Cela fait déjà plusieurs décennies que des implants cérébraux sont utilisés pour traiter des pathologies neuronales comme la maladie de Parkinson. Des électrodes sont implantées dans le cerveau et envoient un signal électrique. C'est la stimulation cérébrale profonde (SCP), un véritable « pacemaker cérébral ». Elle permet généralement une amélioration de certains symptômes de la maladie, comme la lenteur, la rigidité et les tremblements.
Toutefois, la stimulation est effectuée de manière continue et ne suffit pas à traiter correctement tous les symptômes, et notamment les troubles de la marche. Les patients ont des difficultés pour se déplacer et chutent souvent. Dans un article publié dans le journal Nature Medicine, des chercheurs de l'université de Californie à San Francisco ont mis au point un nouveau traitement reposant sur la stimulation cérébrale profonde adaptative, conçu pour aider les patients à retrouver une démarche normale.
« La marche est une activité très dynamique qui nécessite une coordination temporelle précise entre les deux côtés du corps. Nous avons mis au point un système capable de reconnaître ces schémas de mouvement et d'y répondre en temps réel, ce qui permet à la stimulation d'accompagner efficacement les mouvements du patient », explique Doris D. Wang, l'un des auteurs de l'étude.

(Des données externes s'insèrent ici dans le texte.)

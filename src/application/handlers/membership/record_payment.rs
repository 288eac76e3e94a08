//! RecordPaymentHandler - Command handler for fee payments.

use std::sync::Arc;

use chrono::NaiveDate;
use tracing::{info, warn};

use crate::application::notices::member_notice;
use crate::application::seating::SeatCoordinator;
use crate::domain::billing::{next_due_date, prorated_for_cycle, DueDate, FeeStatus};
use crate::domain::foundation::{Amount, MembershipId};
use crate::domain::membership::{Membership, MembershipError};
use crate::domain::notification::NotificationCategory;
use crate::ports::{Clock, HallSettings, MembershipStore, Notifier, SettingsStore};

/// Command to record a fee payment.
#[derive(Debug, Clone)]
pub struct RecordPaymentCommand {
    pub membership_id: MembershipId,
    /// Defaults to the hall's local date.
    pub paid_on: Option<NaiveDate>,
    /// Defaults to the slot price prorated to the days the payment buys.
    pub amount: Option<i64>,
}

/// Result of a recorded payment.
#[derive(Debug, Clone)]
pub struct RecordPaymentResult {
    pub membership: Membership,
    pub due: DueDate,
    pub amount: Amount,
    pub receipt_sent: bool,
}

/// Handler for recording payments.
///
/// The receipt is best effort: a delivery failure is logged and the
/// payment still stands.
pub struct RecordPaymentHandler {
    memberships: Arc<dyn MembershipStore>,
    settings: Arc<dyn SettingsStore>,
    seating: Arc<SeatCoordinator>,
    notifier: Arc<dyn Notifier>,
    clock: Arc<dyn Clock>,
    utc_offset_minutes: i32,
}

impl RecordPaymentHandler {
    pub fn new(
        memberships: Arc<dyn MembershipStore>,
        settings: Arc<dyn SettingsStore>,
        seating: Arc<SeatCoordinator>,
        notifier: Arc<dyn Notifier>,
        clock: Arc<dyn Clock>,
    ) -> Self {
        Self {
            memberships,
            settings,
            seating,
            notifier,
            clock,
            utc_offset_minutes: 0,
        }
    }

    /// Take default dates from the hall's local calendar.
    pub fn with_utc_offset_minutes(mut self, minutes: i32) -> Self {
        self.utc_offset_minutes = minutes;
        self
    }

    pub async fn handle(
        &self,
        cmd: RecordPaymentCommand,
    ) -> Result<RecordPaymentResult, MembershipError> {
        // 1. Load membership and prices
        let mut membership = self
            .memberships
            .get(&cmd.membership_id)
            .await?
            .ok_or(MembershipError::not_found(cmd.membership_id))?;
        let settings = self.settings.load().await?;
        let paid_on = cmd.paid_on
            .unwrap_or_else(|| self.clock.now().date_at_offset(self.utc_offset_minutes));

        // 2. Work out the amount
        let amount = match cmd.amount {
            Some(value) => Amount::new(value)?,
            None => {
                let full = settings.price_table.price_for(&membership.slot)?;
                let cycle = next_due_date(membership.registration_date, paid_on);
                prorated_for_cycle(full, cycle.days_valid_for)
            }
        };

        // 3. Apply and persist
        let due = membership.record_payment(paid_on, amount)?;
        self.memberships.update(&membership).await?;

        if let Err(err) = self
            .seating
            .mirror_status(membership.seat_number, membership.id, FeeStatus::Paid)
            .await
        {
            warn!(
                membership_id = %membership.id,
                seat = %membership.seat_number,
                error = %err,
                "Failed to mirror paid status onto seat"
            );
        }

        info!(
            membership_id = %membership.id,
            amount = amount.value(),
            next_due_date = %due.due_date,
            cycle_kind = ?due.cycle_kind,
            "Payment recorded"
        );

        // 4. Receipt
        let receipt_sent = self.send_receipt(&membership, amount, paid_on, &settings).await;

        Ok(RecordPaymentResult {
            membership,
            due,
            amount,
            receipt_sent,
        })
    }

    async fn send_receipt(
        &self,
        membership: &Membership,
        amount: Amount,
        today: NaiveDate,
        settings: &HallSettings,
    ) -> bool {
        if !self.notifier.is_configured() {
            return false;
        }

        let notice = member_notice(
            &settings.templates,
            NotificationCategory::Payment,
            membership,
            Some(amount),
            today,
        );
        match self.notifier.send(&notice).await {
            Ok(()) => true,
            Err(err) => {
                warn!(membership_id = %membership.id, error = %err, "Failed to send payment receipt");
                false
            }
        }
    }
}

#[cfg(test)]
mod tests {
    use super::*;
    use crate::application::handlers::membership::test_support::{
        date, BrokenNotifier, Fixture, MockNotifier,
    };
    use crate::domain::billing::CycleKind;
    use crate::domain::foundation::{ErrorCode, SeatNumber, Slot};
    use crate::domain::seat::SeatStatus;
    use crate::ports::SeatStore;

    async fn registered(f: &Fixture, anchor: NaiveDate) -> Membership {
        let m = Membership::register(
            MembershipId::new(),
            "Asha",
            Some("asha@example.com".to_string()),
            SeatNumber::new(5).unwrap(),
            Slot::new("Morning").unwrap(),
            anchor,
        )
        .unwrap();
        f.seating.reserve(m.seat_number, m.id, &m.slot).await.unwrap();
        f.memberships.save(&m).await.unwrap();
        m
    }

    fn handler(f: &Fixture, notifier: Arc<dyn Notifier>) -> RecordPaymentHandler {
        RecordPaymentHandler::new(
            Arc::new(f.memberships.clone()),
            Arc::new(f.settings.clone()),
            f.seating.clone(),
            notifier,
            f.clock.clone(),
        )
    }

    fn pay(id: MembershipId, on: NaiveDate, amount: Option<i64>) -> RecordPaymentCommand {
        RecordPaymentCommand {
            membership_id: id,
            paid_on: Some(on),
            amount,
        }
    }

    #[tokio::test]
    async fn on_time_payment_buys_a_full_cycle_at_full_price() {
        let f = Fixture::new(date(2024, 1, 1));
        let notifier = MockNotifier::new();
        let m = registered(&f, date(2024, 1, 1)).await;

        let result = handler(&f, notifier.clone())
            .handle(pay(m.id, date(2024, 1, 1), None))
            .await
            .unwrap();

        assert_eq!(result.due.cycle_kind, CycleKind::Full);
        assert_eq!(result.due.due_date, date(2024, 1, 31));
        assert_eq!(result.amount.value(), 900);
        assert_eq!(result.membership.fee_status, FeeStatus::Paid);

        let seat = f.seats.get(m.seat_number).await.unwrap().unwrap();
        assert_eq!(seat.status_for(&m.slot), SeatStatus::Paid);

        assert!(result.receipt_sent);
        let sent = notifier.sent();
        assert_eq!(sent.len(), 1);
        assert_eq!(sent[0].category, NotificationCategory::Payment);
        assert!(sent[0].body.contains("2024-01-31"));
    }

    #[tokio::test]
    async fn default_payment_date_follows_hall_offset() {
        // 10:00 UTC on Jan 31 is still Jan 30 at UTC-11.
        let f = Fixture::new(date(2024, 1, 31));
        let m = registered(&f, date(2024, 1, 1)).await;

        let result = handler(&f, MockNotifier::new())
            .with_utc_offset_minutes(-660)
            .handle(RecordPaymentCommand {
                membership_id: m.id,
                paid_on: None,
                amount: None,
            })
            .await
            .unwrap();

        assert_eq!(result.membership.last_payment_date, Some(date(2024, 1, 30)));
        assert_eq!(result.due.due_date, date(2024, 1, 31));
        assert_eq!(result.due.cycle_kind, CycleKind::Partial);
    }

    #[tokio::test]
    async fn late_payment_is_prorated_to_the_partial_cycle() {
        let f = Fixture::new(date(2024, 1, 9));
        let m = registered(&f, date(2024, 1, 1)).await;

        let result = handler(&f, MockNotifier::new())
            .handle(pay(m.id, date(2024, 1, 9), None))
            .await
            .unwrap();

        assert_eq!(result.due.cycle_kind, CycleKind::Partial);
        assert_eq!(result.due.days_valid_for, 22);
        assert_eq!(result.due.due_date, date(2024, 1, 31));
        // 900 * 22 / 30 = 660
        assert_eq!(result.amount.value(), 660);
    }

    #[tokio::test]
    async fn explicit_amount_is_recorded_as_given() {
        let f = Fixture::new(date(2024, 1, 1));
        let m = registered(&f, date(2024, 1, 1)).await;

        let result = handler(&f, MockNotifier::new())
            .handle(pay(m.id, date(2024, 1, 1), Some(500)))
            .await
            .unwrap();

        assert_eq!(result.amount.value(), 500);
        assert_eq!(result.membership.payments.len(), 1);
    }

    #[tokio::test]
    async fn negative_amount_is_rejected() {
        let f = Fixture::new(date(2024, 1, 1));
        let m = registered(&f, date(2024, 1, 1)).await;

        let err = handler(&f, MockNotifier::new())
            .handle(pay(m.id, date(2024, 1, 1), Some(-5)))
            .await
            .unwrap_err();
        assert_eq!(err.code(), ErrorCode::ValidationFailed);
    }

    #[tokio::test]
    async fn paying_a_left_membership_is_invalid() {
        let f = Fixture::new(date(2024, 1, 1));
        let mut m = registered(&f, date(2024, 1, 1)).await;
        m.leave();
        f.memberships.update(&m).await.unwrap();

        let err = handler(&f, MockNotifier::new())
            .handle(pay(m.id, date(2024, 1, 1), None))
            .await
            .unwrap_err();
        assert_eq!(err.code(), ErrorCode::InvalidStateTransition);
    }

    #[tokio::test]
    async fn unknown_membership_is_not_found() {
        let f = Fixture::new(date(2024, 1, 1));
        let err = handler(&f, MockNotifier::new())
            .handle(pay(MembershipId::new(), date(2024, 1, 1), None))
            .await
            .unwrap_err();
        assert_eq!(err.code(), ErrorCode::MembershipNotFound);
    }

    #[tokio::test]
    async fn receipt_failure_does_not_undo_payment() {
        let f = Fixture::new(date(2024, 1, 1));
        let m = registered(&f, date(2024, 1, 1)).await;

        let result = handler(&f, Arc::new(BrokenNotifier))
            .handle(pay(m.id, date(2024, 1, 1), None))
            .await
            .unwrap();

        assert!(!result.receipt_sent);
        let stored = f.memberships.get(&m.id).await.unwrap().unwrap();
        assert_eq!(stored.fee_status, FeeStatus::Paid);
    }
}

Les chercheurs ont travaillé avec cinq patients souffrant de la maladie de Parkinson ayant déjà subi une opération pour la stimulation cérébrale profonde. On leur a aussi placé des électrodes sur les zones du cerveau liées au mouvement. Ces derniers permettent la détection des signaux associés à la marche en identifiant l'activité de la jambe gauche et de la jambe droite. La stimulation produite par l’implant est alors ajustée en temps réel, et ce sans avoir besoin d'un ordinateur externe.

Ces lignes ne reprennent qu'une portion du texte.